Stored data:
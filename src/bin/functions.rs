use quartile_api::{
    FunctionsState,
    config::AppConfig,
    create_functions_router,
    product_store::{PgProductStore, ProductStoreState},
    repository,
    shutdown::shutdown_signal,
    telemetry,
};
use std::sync::Arc;
use tokio::net::TcpListener;
use tokio_util::sync::CancellationToken;

/// main
///
/// Entry point of the product function app. Shares configuration, logging and
/// schema with the API server but talks to the `products` table directly.
#[tokio::main]
async fn main() -> Result<(), Box<dyn std::error::Error>> {
    dotenv::dotenv().ok();
    let config = AppConfig::load()?;

    telemetry::init_tracing(config.env);
    tracing::info!("Function app starting in {:?} mode", config.env);

    let pool = repository::connect(&config).await.inspect_err(|err| {
        tracing::error!(error = %err, "failed to initialise Postgres, check DATABASE_URL");
    })?;
    let products = Arc::new(PgProductStore::new(pool)) as ProductStoreState;

    let shutdown = CancellationToken::new();
    let addr = config.functions_addr;
    let app = create_functions_router(FunctionsState::new(products, config, shutdown.clone()));

    let listener = TcpListener::bind(addr).await?;
    tracing::info!("Function app listening on {addr}");

    axum::serve(listener, app)
        .with_graceful_shutdown(shutdown_signal(shutdown))
        .await?;

    tracing::info!("Function app stopped");
    Ok(())
}
use crate::{
    Pipelines, companies,
    error::AppError,
    extract::{ApiJson, ApiPath},
    models::{
        CompanyDto, CreateCompanyCommand, DeleteCompanyCommand, DeleteStoreCommand,
        GetAllCompaniesQuery, GetAllStoresQuery, GetCompanyByIdQuery, GetStoreByIdQuery,
        StoreDto, StoreRequest, UpdateCompanyCommand, UpdateStoreCommand,
    },
    repository::DatabaseState,
    result::{ApiResult, NotificationBody},
    stores,
};
use axum::extract::State;
use std::sync::Arc;
use tokio_util::sync::CancellationToken;
use uuid::Uuid;

pub const ID_MISMATCH: &str = "Id in URL does not match Id in body";

// --- Company Handlers ---

/// create_company
///
/// Registers a company. The document number must not be in use.
#[utoipa::path(
    post,
    path = "/api/v1/company",
    tag = "company",
    request_body = CreateCompanyCommand,
    responses(
        (status = 200, description = "Company created", body = CompanyDto),
        (status = 400, description = "Validation failed", body = NotificationBody),
        (status = 409, description = "Document number already registered", body = NotificationBody)
    )
)]
pub async fn create_company(
    State(db): State<DatabaseState>,
    State(pipelines): State<Arc<Pipelines>>,
    State(shutdown): State<CancellationToken>,
    ApiJson(command): ApiJson<CreateCompanyCommand>,
) -> Result<ApiResult<CompanyDto>, AppError> {
    let scope = db.scope();
    let cancel = shutdown.child_token();
    pipelines
        .companies
        .create
        .dispatch(command, |c| companies::create(&scope, &cancel, c))
        .await
}

/// get_company
#[utoipa::path(
    get,
    path = "/api/v1/company/{id}",
    tag = "company",
    params(("id" = Uuid, Path, description = "Company id")),
    responses(
        (status = 200, description = "Company", body = CompanyDto),
        (status = 400, description = "Malformed or nil id", body = NotificationBody),
        (status = 404, description = "Not found", body = NotificationBody)
    )
)]
pub async fn get_company(
    State(db): State<DatabaseState>,
    State(pipelines): State<Arc<Pipelines>>,
    ApiPath(id): ApiPath<Uuid>,
) -> Result<ApiResult<CompanyDto>, AppError> {
    let scope = db.scope();
    pipelines
        .companies
        .get_by_id
        .dispatch(GetCompanyByIdQuery { id }, |q| {
            companies::get_by_id(&scope, q)
        })
        .await
}

/// list_companies
///
/// All companies ordered by name. Never fails on an empty table.
#[utoipa::path(
    get,
    path = "/api/v1/company",
    tag = "company",
    responses((status = 200, description = "Companies", body = [CompanyDto]))
)]
pub async fn list_companies(
    State(db): State<DatabaseState>,
    State(pipelines): State<Arc<Pipelines>>,
) -> Result<ApiResult<Vec<CompanyDto>>, AppError> {
    let scope = db.scope();
    pipelines
        .companies
        .get_all
        .dispatch(GetAllCompaniesQuery, |q| companies::get_all(&scope, q))
        .await
}

/// update_company
///
/// The id in the path and the id in the body must agree, otherwise the
/// request is refused before validation runs.
#[utoipa::path(
    put,
    path = "/api/v1/company/{id}",
    tag = "company",
    params(("id" = Uuid, Path, description = "Company id")),
    request_body = UpdateCompanyCommand,
    responses(
        (status = 200, description = "Company updated", body = CompanyDto),
        (status = 400, description = "Validation failed or id mismatch", body = NotificationBody),
        (status = 404, description = "Not found", body = NotificationBody),
        (status = 409, description = "Document number held by another company", body = NotificationBody)
    )
)]
pub async fn update_company(
    State(db): State<DatabaseState>,
    State(pipelines): State<Arc<Pipelines>>,
    State(shutdown): State<CancellationToken>,
    ApiPath(id): ApiPath<Uuid>,
    ApiJson(command): ApiJson<UpdateCompanyCommand>,
) -> Result<ApiResult<CompanyDto>, AppError> {
    if id != command.id {
        return Ok(ApiResult::fail(ID_MISMATCH));
    }

    let scope = db.scope();
    let cancel = shutdown.child_token();
    pipelines
        .companies
        .update
        .dispatch(command, |c| companies::update(&scope, &cancel, c))
        .await
}

/// delete_company
///
/// Deletes the company together with its stores.
#[utoipa::path(
    delete,
    path = "/api/v1/company/{id}",
    tag = "company",
    params(("id" = Uuid, Path, description = "Company id")),
    responses(
        (status = 200, description = "Deleted", body = bool),
        (status = 404, description = "Not found", body = NotificationBody)
    )
)]
pub async fn delete_company(
    State(db): State<DatabaseState>,
    State(pipelines): State<Arc<Pipelines>>,
    State(shutdown): State<CancellationToken>,
    ApiPath(id): ApiPath<Uuid>,
) -> Result<ApiResult<bool>, AppError> {
    let scope = db.scope();
    let cancel = shutdown.child_token();
    pipelines
        .companies
        .delete
        .dispatch(DeleteCompanyCommand { id }, |c| {
            companies::delete(&scope, &cancel, c)
        })
        .await
}

// --- Store Handlers ---

/// create_store
///
/// The owning company must already exist.
#[utoipa::path(
    post,
    path = "/api/v1/store",
    tag = "store",
    request_body = StoreRequest,
    responses(
        (status = 200, description = "Store created", body = StoreDto),
        (status = 400, description = "Validation failed", body = NotificationBody),
        (status = 404, description = "Company not found", body = NotificationBody)
    )
)]
pub async fn create_store(
    State(db): State<DatabaseState>,
    State(pipelines): State<Arc<Pipelines>>,
    State(shutdown): State<CancellationToken>,
    ApiJson(request): ApiJson<StoreRequest>,
) -> Result<ApiResult<StoreDto>, AppError> {
    let scope = db.scope();
    let cancel = shutdown.child_token();
    pipelines
        .stores
        .create
        .dispatch(request, |r| stores::create(&scope, &cancel, r))
        .await
}

#[utoipa::path(
    get,
    path = "/api/v1/store/{id}",
    tag = "store",
    params(("id" = Uuid, Path, description = "Store id")),
    responses(
        (status = 200, description = "Store", body = StoreDto),
        (status = 404, description = "Not found", body = NotificationBody)
    )
)]
pub async fn get_store(
    State(db): State<DatabaseState>,
    State(pipelines): State<Arc<Pipelines>>,
    ApiPath(id): ApiPath<Uuid>,
) -> Result<ApiResult<StoreDto>, AppError> {
    let scope = db.scope();
    pipelines
        .stores
        .get_by_id
        .dispatch(GetStoreByIdQuery { id }, |q| stores::get_by_id(&scope, q))
        .await
}

#[utoipa::path(
    get,
    path = "/api/v1/store",
    tag = "store",
    responses((status = 200, description = "Stores", body = [StoreDto]))
)]
pub async fn list_stores(
    State(db): State<DatabaseState>,
    State(pipelines): State<Arc<Pipelines>>,
) -> Result<ApiResult<Vec<StoreDto>>, AppError> {
    let scope = db.scope();
    pipelines
        .stores
        .get_all
        .dispatch(GetAllStoresQuery, |q| stores::get_all(&scope, q))
        .await
}

/// update_store
///
/// The body carries no id; the path id identifies the store.
#[utoipa::path(
    put,
    path = "/api/v1/store/{id}",
    tag = "store",
    params(("id" = Uuid, Path, description = "Store id")),
    request_body = StoreRequest,
    responses(
        (status = 200, description = "Store updated", body = StoreDto),
        (status = 400, description = "Validation failed", body = NotificationBody),
        (status = 404, description = "Store or company not found", body = NotificationBody)
    )
)]
pub async fn update_store(
    State(db): State<DatabaseState>,
    State(pipelines): State<Arc<Pipelines>>,
    State(shutdown): State<CancellationToken>,
    ApiPath(id): ApiPath<Uuid>,
    ApiJson(store): ApiJson<StoreRequest>,
) -> Result<ApiResult<StoreDto>, AppError> {
    let scope = db.scope();
    let cancel = shutdown.child_token();
    pipelines
        .stores
        .update
        .dispatch(UpdateStoreCommand { id, store }, |c| {
            stores::update(&scope, &cancel, c)
        })
        .await
}

#[utoipa::path(
    delete,
    path = "/api/v1/store/{id}",
    tag = "store",
    params(("id" = Uuid, Path, description = "Store id")),
    responses(
        (status = 200, description = "Deleted", body = bool),
        (status = 404, description = "Not found", body = NotificationBody)
    )
)]
pub async fn delete_store(
    State(db): State<DatabaseState>,
    State(pipelines): State<Arc<Pipelines>>,
    State(shutdown): State<CancellationToken>,
    ApiPath(id): ApiPath<Uuid>,
) -> Result<ApiResult<bool>, AppError> {
    let scope = db.scope();
    let cancel = shutdown.child_token();
    pipelines
        .stores
        .delete
        .dispatch(DeleteStoreCommand { id }, |c| {
            stores::delete(&scope, &cancel, c)
        })
        .await
}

[Your task]
Look through the data above. Copy every line with the string "already" in it.

[Answer box]
        (status = 409, description = "Document number already registered", body = NotificationBody)
/// The owning company must already exist.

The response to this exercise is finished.